TASK OBJECTIVE:
Return the lines exactly as they stand, from the first of the material through the line containing "Stable wire codes.".

RECORDS SUPPLIED START

//! The closed message set of the flood protocol.
//!
//! Type codes are wire-stable; payloads travel as canonical JSON inside the
//! binary envelope.

use chrono::{DateTime, Utc};
use doin_consensus::DeclaredBudget;
use doin_types::{
    Block, Digest, DoinError, MessageId, OptimaId, PeerId, Result, Signature, TaskId,
};
use serde::{Deserialize, Serialize};

/// Stable wire codes.
#[derive(Debug, Clone, Copy, PartialEq, Eq, Hash)]
#[repr(u8)]
pub enum MessageType {
    OptimaeCommit = 0x01,
    OptimaeReveal = 0x02,
    Vote = 0x03,
    BlockAnnouncement = 0x04,
    ChainStatus = 0x05,
    BlockRequest = 0x06,
    BlockResponse = 0x07,
    TaskCreated = 0x08,
    TaskClaimed = 0x09,
    TaskCompleted = 0x0A,
    PeerDiscovery = 0x0B,
}

impl MessageType {
    pub fn code(&self) -> u8 {
        *self as u8
    }

    pub fn from_code(code: u8) -> Option<Self> {
        match code {
            0x01 => Some(Self::OptimaeCommit),
            0x02 => Some(Self::OptimaeReveal),
            0x03 => Some(Self::Vote),
            0x04 => Some(Self::BlockAnnouncement),
            0x05 => Some(Self::ChainStatus),
            0x06 => Some(Self::BlockRequest),
            0x07 => Some(Self::BlockResponse),
            0x08 => Some(Self::TaskCreated),
            0x09 => Some(Self::TaskClaimed),
            0x0A => Some(Self::TaskCompleted),
            0x0B => Some(Self::PeerDiscovery),
            _ => None,
        }
    }
}

/// Phase 1 of commit-reveal: the binding hash plus declared budgets.
#[derive(Debug, Clone, PartialEq, Serialize, Deserialize)]
pub struct CommitPayload {
    pub optima_id: OptimaId,
    pub domain_id: String,
    pub optimizer_id: PeerId,
    pub commit_hash: Digest,
    pub reported_metric: f64,
    /// Optimization seed the optimizer claims to have trained under; must
    /// equal the deterministic derivation from the commitment.
    pub declared_seed: u64,
    pub declared_budget: DeclaredBudget,
    pub timestamp: DateTime<Utc>,
    pub signature: Signature,
}

/// Phase 2: full parameters and nonce.
#[derive(Debug, Clone, PartialEq, Serialize, Deserialize)]
pub struct RevealPayload {
    pub optima_id: OptimaId,
    pub parameters: Vec<u8>,
    pub nonce: Vec<u8>,
    pub signature: Signature,
}

#[derive(Debug, Clone, PartialEq, Serialize, Deserialize)]
pub struct VotePayload {
    pub optima_id: OptimaId,
    pub evaluator_id: PeerId,
    pub measured_metric: f64,
    pub signature: Signature,
}

#[derive(Debug, Clone, PartialEq, Serialize, Deserialize)]
pub struct BlockAnnouncementPayload {
    pub index: u64,
    pub block_hash: Digest,
    pub previous_hash: Digest,
    pub generator_id: PeerId,
    pub transaction_count: u32,
    pub threshold_used: f64,
    /// The full block rides along so direct peers can append without a
    /// round trip; laggards fall back to the sync handshake.
    pub block: Block,
}

#[derive(Debug, Clone, PartialEq, Serialize, Deserialize)]
pub struct ChainStatusPayload {
    pub height: u64,
    pub tip_hash: Digest,
    pub finalized_height: u64,
}

#[derive(Debug, Clone, PartialEq, Serialize, Deserialize)]
pub struct BlockRequestPayload {
    pub from: u64,
    pub to: u64,
}

#[derive(Debug, Clone, PartialEq, Serialize, Deserialize)]
pub struct BlockResponsePayload {
    pub blocks: Vec<Block>,
    pub has_more: bool,
}

#[derive(Debug, Clone, PartialEq, Serialize, Deserialize)]
pub struct TaskCreatedPayload {
    pub task: doin_types::Task,
}

#[derive(Debug, Clone, PartialEq, Serialize, Deserialize)]
pub struct TaskClaimedPayload {
    pub task_id: TaskId,
    pub claimant: PeerId,
    pub claimed_at: DateTime<Utc>,
}

#[derive(Debug, Clone, PartialEq, Serialize, Deserialize)]
pub struct TaskCompletedPayload {
    pub task_id: TaskId,
    pub claimant: PeerId,
    pub result_hash: Digest,
    pub measured_metric: Option<f64>,
}

#[derive(Debug, Clone, PartialEq, Serialize, Deserialize)]
pub struct PeerDiscoveryPayload {
    pub peer_id: PeerId,
    pub addresses: Vec<String>,
    /// Domain ids this peer participates in.
    pub domains: Vec<String>,
    /// Roles this peer serves: "optimizer", "evaluator".
    pub roles: Vec<String>,
}

/// A decoded message payload.
#[derive(Debug, Clone, PartialEq, Serialize, Deserialize)]
#[serde(tag = "type", rename_all = "snake_case")]
pub enum Payload {
    OptimaeCommit(CommitPayload),
    OptimaeReveal(RevealPayload),
    Vote(VotePayload),
    BlockAnnouncement(BlockAnnouncementPayload),
    ChainStatus(ChainStatusPayload),
    BlockRequest(BlockRequestPayload),
    BlockResponse(BlockResponsePayload),
    TaskCreated(TaskCreatedPayload),
    TaskClaimed(TaskClaimedPayload),
    TaskCompleted(TaskCompletedPayload),
    PeerDiscovery(PeerDiscoveryPayload),
}

impl Payload {
    pub fn message_type(&self) -> MessageType {
        match self {
            Self::OptimaeCommit(_) => MessageType::OptimaeCommit,
            Self::OptimaeReveal(_) => MessageType::OptimaeReveal,
            Self::Vote(_) => MessageType::Vote,
            Self::BlockAnnouncement(_) => MessageType::BlockAnnouncement,
            Self::ChainStatus(_) => MessageType::ChainStatus,
            Self::BlockRequest(_) => MessageType::BlockRequest,
            Self::BlockResponse(_) => MessageType::BlockResponse,
            Self::TaskCreated(_) => MessageType::TaskCreated,
            Self::TaskClaimed(_) => MessageType::TaskClaimed,
            Self::TaskCompleted(_) => MessageType::TaskCompleted,
            Self::PeerDiscovery(_) => MessageType::PeerDiscovery,
        }
    }

    pub fn encode(&self) -> Result<Vec<u8>> {
        Ok(serde_json::to_vec(self)?)
    }

    /// Decode and check the payload against the envelope's declared type.
    pub fn decode(expected: MessageType, bytes: &[u8]) -> Result<Self> {
        let payload: Payload = serde_json::from_slice(bytes)
            .map_err(|e| DoinError::MalformedMessage(format!("payload: {}", e)))?;
        if payload.message_type() != expected {
            return Err(DoinError::MalformedMessage(format!(
                "payload type {:?} does not match envelope code {:#04x}",
                payload.message_type(),
                expected.code()
            )));
        }
        Ok(payload)
    }
}

/// Convenience used by tests and local loopback delivery.
pub fn fresh_message_id() -> MessageId {
    MessageId::new()
}
use crate::id::Digest;
use crate::keys::PeerId;
use crate::transaction::Transaction;
use chrono::{DateTime, TimeZone, Utc};
use serde::{Deserialize, Serialize};

/// Consensus-critical block fields.
///
/// The block hash covers `index || previous_hash || merkle_root || timestamp`;
/// generator and threshold ride along for auditability but are bound through
/// the transactions they influence.
#[derive(Debug, Clone, PartialEq, Serialize, Deserialize)]
pub struct BlockHeader {
    pub index: u64,
    pub previous_hash: Digest,
    pub timestamp: DateTime<Utc>,
    pub merkle_root: Digest,
    pub generator_id: PeerId,
    /// Proof-of-optimization threshold in force when this block was made.
    pub threshold_used: f64,
}

impl BlockHeader {
    pub fn compute_hash(&self) -> Digest {
        let mut bytes = Vec::with_capacity(8 + 32 + 32 + 8);
        bytes.extend_from_slice(&self.index.to_be_bytes());
        bytes.extend_from_slice(self.previous_hash.as_bytes());
        bytes.extend_from_slice(self.merkle_root.as_bytes());
        bytes.extend_from_slice(&self.timestamp.timestamp_millis().to_be_bytes());
        Digest::hash(&bytes)
    }
}

#[derive(Debug, Clone, PartialEq, Serialize, Deserialize)]
pub struct Block {
    pub header: BlockHeader,
    pub transactions: Vec<Transaction>,
    pub hash: Digest,
}

impl Block {
    pub fn new(header: BlockHeader, transactions: Vec<Transaction>) -> Self {
        let hash = header.compute_hash();
        Self {
            header,
            transactions,
            hash,
        }
    }

    /// The genesis block. Fixed fields (epoch timestamp, zero hashes) so
    /// every node starts from an identical block.
    pub fn genesis() -> Self {
        let header = BlockHeader {
            index: 0,
            previous_hash: Digest::ZERO,
            timestamp: Utc.timestamp_opt(0, 0).unwrap(),
            merkle_root: Digest::ZERO,
            generator_id: PeerId::from_bytes([0u8; 32]),
            threshold_used: 0.0,
        };
        Self::new(header, Vec::new())
    }

    pub fn index(&self) -> u64 {
        self.header.index
    }

    pub fn previous_hash(&self) -> Digest {
        self.header.previous_hash
    }
}

#[cfg(test)]
mod tests {
    use super::*;

    #[test]
    fn test_genesis_identical_across_nodes() {
        let a = Block::genesis();
        let b = Block::genesis();
        assert_eq!(a.hash, b.hash);
        assert_eq!(a.index(), 0);
        assert!(a.previous_hash().is_zero());
    }

    #[test]
    fn test_hash_covers_header_fields() {
        let genesis = Block::genesis();
        let mut header = genesis.header.clone();
        header.index = 1;
        assert_ne!(header.compute_hash(), genesis.hash);

        let mut header2 = genesis.header.clone();
        header2.merkle_root = Digest::hash(b"txs");
        assert_ne!(header2.compute_hash(), genesis.hash);
    }

    #[test]
    fn test_block_hash_set_on_construction() {
        let header = BlockHeader {
            index: 1,
            previous_hash: Block::genesis().hash,
            timestamp: Utc::now(),
            merkle_root: Digest::ZERO,
            generator_id: PeerId::from_bytes([9u8; 32]),
            threshold_used: 1.0,
        };
        let block = Block::new(header.clone(), vec![]);
        assert_eq!(block.hash, header.compute_hash());
    }
}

RECORDS SUPPLIED END

ANSWER SPACE:
//! The closed message set of the flood protocol.
//!
//! Type codes are wire-stable; payloads travel as canonical JSON inside the
//! binary envelope.

use chrono::{DateTime, Utc};
use doin_consensus::DeclaredBudget;
use doin_types::{
    Block, Digest, DoinError, MessageId, OptimaId, PeerId, Result, Signature, TaskId,
};
use serde::{Deserialize, Serialize};

/// Stable wire codes.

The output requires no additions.